Cuando empecé a explorar Rust como lenguaje para herramientas de línea de comandos, venía con la mentalidad de alguien que había pasado años en Python y Java. Las primeras semanas fueron frustrantes: el compilador parecía diseñado para rechazar exactamente el código que mi intuición me dictaba escribir.
Meses después, entiendo que esa fricción inicial era precisamente el punto.
¿Por qué CLI tools en Rust?
La respuesta corta: porque cuando una herramienta de desarrollo tarda 3 segundos en ejecutarse, pierdes la fluidez del pensamiento. Las mejores herramientas son invisibles —responden antes de que tu cerebro registre que las has invocado.
Rust ofrece un perfil de rendimiento que compite con C/C++ pero con garantías de seguridad de memoria en tiempo de compilación. Para herramientas CLI esto se traduce en:
- Arranque instantáneo: sin JVM, sin intérprete Python, sin GC.
- Binarios autocontenidos: un solo ejecutable sin dependencias externas.
- Consumo de memoria predecible: sin peaks de GC en momentos críticos.

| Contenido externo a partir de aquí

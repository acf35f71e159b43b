//! The bring-up controller.
//!
//! `SmurfController` composes the pieces of a bring-up: it owns the read-only
//! configuration, the lookup tables built from it, the run session and a handle to the
//! device port, and hands them to the [`BringUpSequencer`] as explicit arguments.
//!
//! Construction order matters. Everything that can fail on bad configuration (tables,
//! constants, the per-band plan) runs before the session touches the filesystem, and
//! both happen before the first hardware call.

use std::collections::BTreeMap;
use std::path::PathBuf;
use std::sync::Arc;

use chrono::Local;
use tracing::{info, warn};

use crate::config::{ConfigView, ControllerOptions, FluxRampConfig, InitConfig};
use crate::device::{DeviceCommandPort, MockDevicePort};
use crate::error::{AppResult, SmurfError};
use crate::hardware_map::{Constants, HardwareMaps, PerBandState};
use crate::logging::LogSink;
use crate::sequencer::{
    AmplifierBias, BringUpPlan, BringUpReport, BringUpSequencer, SequencerState,
};
use crate::session::{get_timestamp, RunSession, SessionManager};

/// Owns everything one instrument needs to be brought up.
pub struct SmurfController {
    options: ControllerOptions,
    config: ConfigView,
    epics_root: String,
    maps: HardwareMaps,
    constants: Constants,
    band_state: BTreeMap<u32, PerBandState>,
    plan: BringUpPlan,
    session: RunSession,
    log_sink: LogSink,
    port: Arc<dyn DeviceCommandPort>,
    sequencer: BringUpSequencer,
    last_report: Option<BringUpReport>,
}

impl SmurfController {
    /// Load the configuration named by `options`, build every table, establish the run
    /// session and, when `options.setup` is set, run the bring-up sequence.
    ///
    /// `live_port` is the transport to the real instrument. It is ignored in offline
    /// mode, where a simulated register file is used instead; otherwise it is required.
    pub async fn new(
        options: ControllerOptions,
        live_port: Option<Arc<dyn DeviceCommandPort>>,
        log_sink: LogSink,
    ) -> AppResult<Self> {
        let config = ConfigView::load(&options.cfg_file)?;
        Self::with_config(options, config, live_port, log_sink).await
    }

    /// As [`new`](Self::new), with an already parsed configuration.
    pub async fn with_config(
        options: ControllerOptions,
        config: ConfigView,
        live_port: Option<Arc<dyn DeviceCommandPort>>,
        log_sink: LogSink,
    ) -> AppResult<Self> {
        let epics_root = match &options.epics_root {
            Some(root) => root.clone(),
            None => config.string("epics_root")?.to_string(),
        };

        let maps = HardwareMaps::build(&config)?;
        let constants = Constants::from_config(&config)?;
        let init: InitConfig = config.typed("init")?;
        let flux_ramp: FluxRampConfig = config.typed("flux_ramp")?;
        let plan = BringUpPlan::new(&init, flux_ramp, &maps, &constants)?;
        let band_state = init
            .bands
            .iter()
            .map(|&band| (band, PerBandState::default()))
            .collect();

        let port: Arc<dyn DeviceCommandPort> = if options.offline {
            warn!(
                epics_root = %epics_root,
                "Offline mode: register writes go to a simulated device"
            );
            Arc::new(MockDevicePort::new(epics_root.clone()))
        } else {
            live_port.ok_or_else(|| {
                SmurfError::config("no device transport is available; use offline mode")
            })?
        };

        let session = SessionManager::new(&options, &config).establish(&log_sink)?;
        info!(
            epics_root = %epics_root,
            cfg_file = %options.cfg_file.display(),
            bands = ?init.bands,
            "Controller initialised"
        );

        let mut controller = Self {
            options,
            config,
            epics_root,
            maps,
            constants,
            band_state,
            plan,
            session,
            log_sink,
            port,
            sequencer: BringUpSequencer::default(),
            last_report: None,
        };

        if controller.options.setup {
            controller.setup().await?;
        }
        Ok(controller)
    }

    /// Run the full bring-up sequence from phase 1.
    pub async fn setup(&mut self) -> AppResult<&BringUpReport> {
        let report = self.sequencer.run(self.port.as_ref(), &self.plan).await?;
        Ok(&*self.last_report.insert(report))
    }

    /// Options the controller was built with.
    pub fn options(&self) -> &ControllerOptions {
        &self.options
    }

    /// The loaded configuration.
    pub fn config(&self) -> &ConfigView {
        &self.config
    }

    /// PV prefix in effect, after any override.
    pub fn epics_root(&self) -> &str {
        &self.epics_root
    }

    /// Lookup tables built from the configuration.
    pub fn maps(&self) -> &HardwareMaps {
        &self.maps
    }

    /// Calibration constants.
    pub fn constants(&self) -> &Constants {
        &self.constants
    }

    /// The validated bring-up plan.
    pub fn plan(&self) -> &BringUpPlan {
        &self.plan
    }

    /// Run identity and directory layout.
    pub fn session(&self) -> &RunSession {
        &self.session
    }

    /// Shared handle to the device port in use.
    pub fn port(&self) -> Arc<dyn DeviceCommandPort> {
        Arc::clone(&self.port)
    }

    /// Current bring-up state.
    pub fn state(&self) -> SequencerState {
        self.sequencer.state()
    }

    /// Report of the most recent successful bring-up.
    pub fn last_report(&self) -> Option<&BringUpReport> {
        self.last_report.as_ref()
    }

    /// Gate voltages read back by the most recent successful bring-up.
    pub fn amplifier_bias(&self) -> Option<AmplifierBias> {
        self.last_report.as_ref().map(|r| r.amplifier_bias)
    }

    /// Tracking state for a configured band.
    pub fn band_state(&self, band: u32) -> Option<&PerBandState> {
        self.band_state.get(&band)
    }

    /// Mutable tracking state for a configured band.
    pub fn band_state_mut(&mut self, band: u32) -> Option<&mut PerBandState> {
        self.band_state.get_mut(&band)
    }

    /// Redirect the run logfile, or stop writing one.
    pub fn set_logfile(&mut self, path: Option<PathBuf>) -> AppResult<()> {
        self.session.rebind_logfile(path, &self.log_sink)
    }

    /// Current time as unix seconds, right-aligned to ten characters.
    pub fn get_timestamp(&self) -> String {
        get_timestamp(&Local::now())
    }

    /// Current time as unix seconds.
    pub fn get_timestamp_secs(&self) -> i64 {
        Local::now().timestamp()
    }
}

#[cfg(test)]
mod tests {
    use super::*;
    use crate::device::{Register, RegisterAddress, RegisterValue};
    use serde_json::json;

    fn band_block(mux: [u32; 2]) -> serde_json::Value {
        json!({
            "iq_swap_in": 0, "iq_swap_out": 0,
            "refPhaseDelay": 6, "refPhaseDelayFine": 0,
            "toneScale": 2, "analysisScale": 3,
            "feedbackEnable": 1, "feedbackGain": 256, "lmsGain": 7,
            "feedbackPolarity": 1, "synthesisScale": 2,
            "data_out_mux": mux,
            "att_uc": 6, "att_dc": 0
        })
    }

    fn raw_config(data_dir: &std::path::Path) -> serde_json::Value {
        json!({
            "epics_root": "test_epics",
            "default_data_dir": data_dir,
            "smurf_cmd_dir": data_dir.join("smurf_cmd"),
            "constant": {"pA_per_phi0": 9.0e6},
            "attenuator": {"att1": 0, "att2": 1},
            "amplifier": {"hemt_Vg": 0.6, "LNA_Vg": 0.4},
            "flux_ramp": {"select_ramp": 1, "ramp_start_mode": 0},
            "chip_to_freq": {"0": [4.0, 4.5]},
            "band_to_chip": {"band0": [0, 1], "band1": [2, 3]},
            "all_bias_groups": [0, 1, 2],
            "bias_group_to_pair": {"0": [1, 2]},
            "pic_to_bias_group": {"0": 0},
            "bias_line_resistance": 15650.0,
            "R_sh": 0.0004,
            "high_low_current_ratio": 6.08,
            "smurf_to_mce": {
                "smurf_to_mce_file": "/data/smurf2mce.cfg",
                "receiver_ip": "192.168.3.1",
                "port_number": 3334,
                "mask_file": "/data/mask.txt"
            },
            "bad_mask": {"0": [5.0, 5.1]},
            "init": {
                "bands": [0, 1],
                "dspEnable": 1,
                "band_0": band_block([2, 3]),
                "band_1": band_block([0, 1]),
            }
        })
    }

    fn config(data_dir: &std::path::Path) -> ConfigView {
        ConfigView::from_value(raw_config(data_dir)).unwrap()
    }

    fn offline(dir: &std::path::Path) -> ControllerOptions {
        ControllerOptions {
            offline: true,
            data_dir: Some(dir.to_path_buf()),
            name: Some("unit".into()),
            ..ControllerOptions::default()
        }
    }

    #[tokio::test(start_paused = true)]
    async fn test_offline_controller_runs_setup() {
        let dir = tempfile::tempdir().unwrap();
        let ctrl = SmurfController::with_config(
            offline(dir.path()),
            config(dir.path()),
            None,
            LogSink::new(),
        )
        .await
        .unwrap();

        assert_eq!(ctrl.state(), SequencerState::Ready);
        assert_eq!(ctrl.epics_root(), "test_epics");
        let bias = ctrl.amplifier_bias().unwrap();
        assert_eq!(bias.hemt_vg, 0.6);
        assert_eq!(bias.lna_vg, 0.4);
        assert_eq!(ctrl.band_state(1).unwrap().lms_freq_hz, 4000);
        assert!(ctrl.band_state(2).is_none());

        let stream = ctrl
            .port()
            .read(RegisterAddress::indexed(Register::StreamEnable, 1))
            .await
            .unwrap();
        assert_eq!(stream, RegisterValue::Int(1));
    }

    #[tokio::test]
    async fn test_setup_false_leaves_unconfigured() {
        let dir = tempfile::tempdir().unwrap();
        let options = ControllerOptions {
            setup: false,
            epics_root: Some("override_root".into()),
            ..offline(dir.path())
        };
        let ctrl = SmurfController::with_config(options, config(dir.path()), None, LogSink::new())
            .await
            .unwrap();
        assert_eq!(ctrl.state(), SequencerState::Unconfigured);
        assert_eq!(ctrl.epics_root(), "override_root");
        assert!(ctrl.last_report().is_none());
    }

    #[tokio::test]
    async fn test_missing_transport_is_rejected() {
        let dir = tempfile::tempdir().unwrap();
        let options = ControllerOptions {
            offline: false,
            ..offline(dir.path())
        };
        let result =
            SmurfController::with_config(options, config(dir.path()), None, LogSink::new()).await;
        assert!(matches!(result, Err(SmurfError::Configuration(_))));
    }

    #[tokio::test]
    async fn test_bad_config_fails_before_session() {
        let dir = tempfile::tempdir().unwrap();
        let mut raw = raw_config(dir.path());
        raw["attenuator"] = json!({"att_x": 0});

        let result = SmurfController::with_config(
            offline(dir.path()),
            ConfigView::from_value(raw).unwrap(),
            None,
            LogSink::new(),
        )
        .await;
        assert!(matches!(result, Err(SmurfError::Configuration(_))));
        assert_eq!(std::fs::read_dir(dir.path()).unwrap().count(), 0);
    }

    #[tokio::test]
    async fn test_band_without_attenuator_is_configuration_error() {
        let dir = tempfile::tempdir().unwrap();
        let mut raw = raw_config(dir.path());
        raw["attenuator"] = json!({"att1": 0});

        let err = SmurfController::with_config(
            offline(dir.path()),
            ConfigView::from_value(raw).unwrap(),
            None,
            LogSink::new(),
        )
        .await
        .err()
        .unwrap();
        assert!(err.to_string().contains("band 1"), "{err}");
    }
}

Un ejemplo práctico: procesador de logs académicos
Para mi uso en investigación, escribí una herramienta que procesa los logs de Moodle exportados en CSV y genera informes de actividad del alumnado. La primera versión en Python tardaba ~4 segundos en procesar archivos de 100k líneas. La versión Rust equivalente: 180ms.
use std::fs::File;
use std::io::{BufRead, BufReader};
use std::collections::HashMap;
fn main() -> Result<(), Box<dyn std::error::Error>> {
let file = File::open("moodle_logs.csv")?;
let reader = BufReader::new(file);
let mut activity: HashMap<String, u32> = HashMap::new();
for line in reader.lines().skip(1) {
let line = line?;
let fields: Vec<&str> = line.split(',').collect();
if let Some(user) = fields.get(1) {
*activity.entry(user.to_string()).or_insert(0) += 1;
}
}
let mut sorted: Vec<_> = activity.iter().collect();
sorted.sort_by(|a, b| b.1.cmp(a.1));
for (user, count) in sorted.iter().take(10) {
println!("{}: {} acciones", user, count);
}
Ok(())
}
Lo que me resulta pedagógicamente interesante de este ejemplo es que muestra el sistema de ownership de Rust en acción: no hay gestión manual de memoria, pero tampoco hay GC. El compilador razona sobre la vida útil de cada valor.
La curva de aprendizaje como inversión
Enseño programación en CFGS y una pregunta recurrente de los alumnos es: “¿merece la pena aprender Rust?”. Mi respuesta es que Rust te hace mejor programador incluso si acabas usando otro lenguaje.
Entender por qué el borrow checker rechaza ciertos patrones te da un modelo mental más preciso sobre la gestión de recursos que se aplica en cualquier contexto. Es como aprender latin: no lo vas a usar en el día a día, pero transforma tu comprensión de la estructura del lenguaje.
Para profesionales del desarrollo que trabajan principalmente en Python o Java, recomendaría dedicar un mes a completar The Rust Book y construir una pequeña herramienta CLI. No para usarla en producción necesariamente, sino para que el ejercicio mental cambie la manera en que piensas sobre el código que escribes a diario.